Advanced reactor usage
This page covers the low-level IReactor interface and the internal components you can access through ReactorModule. Most developers should use IReactorClient (see IReactorClient API Reference) — the information here is for advanced scenarios such as:
- Building custom tooling or infrastructure on top of the reactor
- Working with consistency tokens for read-after-write guarantees
- Subscribing directly to internal event bus events
- Constructing a reactor with custom storage or executor configurations
- Writing integration tests that need access to internals
IReactor vs IReactorClient
IReactorClient is a high-level wrapper around IReactor.

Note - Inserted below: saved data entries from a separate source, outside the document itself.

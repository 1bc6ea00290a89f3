//! Core types for durable-viewer
//!
//! Domain records shared by the listing client, the HTTP layer and the CLI.

pub mod config;
pub mod constants;
mod credentials;
pub mod env_config;
mod records;

pub use config::ViewerConfig;
pub use constants::*;
pub use credentials::*;
pub use records::*;
//! Progress logging for sink stages.
//!
//! Thread-safe counter that emits an `info!` line each time the count crosses
//! an interval boundary, plus a final line when the stage drains.

use log::info;
use std::sync::atomic::{AtomicU64, Ordering};

/// Thread-safe interval-crossing progress logger.
///
/// # Example
/// ```
/// use conveyor::progress::ProgressTracker;
///
/// let tracker = ProgressTracker::new("sink consumed").with_interval(100);
/// for _ in 0..250 {
///     tracker.record(1); // logs at 100 and 200
/// }
/// tracker.log_final(); // logs "sink consumed 250 (complete)"
/// ```
pub struct ProgressTracker {
    interval: u64,
    message: String,
    count: AtomicU64,
}

impl ProgressTracker {
    /// Create a tracker with the default interval of 10,000 items.
    #[must_use]
    pub fn new(message: impl Into<String>) -> Self {
        Self { interval: 10_000, message: message.into(), count: AtomicU64::new(0) }
    }

    /// Set the logging interval.
    ///
    /// # Panics
    ///
    /// Panics if `interval` is zero.
    #[must_use]
    pub fn with_interval(mut self, interval: u64) -> Self {
        assert!(interval >= 1, "progress interval must be at least 1");
        self.interval = interval;
        self
    }

    /// Add `additional` items to the count, logging each interval boundary
    /// crossed. Returns `true` if the new count sits exactly on a boundary.
    pub fn record(&self, additional: u64) -> bool {
        if additional == 0 {
            let count = self.count.load(Ordering::Relaxed);
            return count > 0 && count % self.interval == 0;
        }

        let prev = self.count.fetch_add(additional, Ordering::Relaxed);
        let new_count = prev + additional;
        for crossed in (prev / self.interval + 1)..=(new_count / self.interval) {
            info!("{} {}", self.message, crossed * self.interval);
        }
        new_count % self.interval == 0
    }

    /// Log the final count unless the last `record` already landed on a
    /// boundary and logged it.
    pub fn log_final(&self) {
        if !self.record(0) {
            let count = self.count.load(Ordering::Relaxed);
            if count > 0 {
                info!("{} {} (complete)", self.message, count);
            }
        }
    }

    /// Current count.
    #[must_use]
    pub fn count(&self) -> u64 {
        self.count.load(Ordering::Relaxed)
    }
}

The table below summarizes the key differences:
| Aspect | IReactor | IReactorClient |
|---|---|---|
| Write return values | Returns JobInfo immediately (fire-and-forget) | Waits for job completion, returns the final document |
| Signing | Caller passes an ISigner explicitly | Client manages signing internally |
| Document lookup | Separate get(), getBySlug(), getByIdOrSlug() methods | Single get(identifier) that accepts either |
| Children/parents | Returns string[] (document IDs only) | Returns PagedResults<PHDocument> (full documents) |
| Convenience methods | Basic CRUD | Plus: createEmpty(), rename(), moveRelationship(), deleteDocuments(), and client.drives.addFile() |
| Subscriptions | Not available (use the event bus directly) | subscribe(search, callback, view?) for real-time document changes |
| Consistency tokens | Explicit — pass tokens to reads after writes | Handled internally by the client |
When to use IReactor directly:
- You need fire-and-forget job submission without waiting for completion
- You want explicit control over consistency tokens
- You are building infrastructure that manages its own signing
- You need access to
executeBatch()for multi-document atomic operations with dependency ordering
Building a reactor with ReactorBuilder
ReactorBuilder uses a fluent API to construct and wire all internal components.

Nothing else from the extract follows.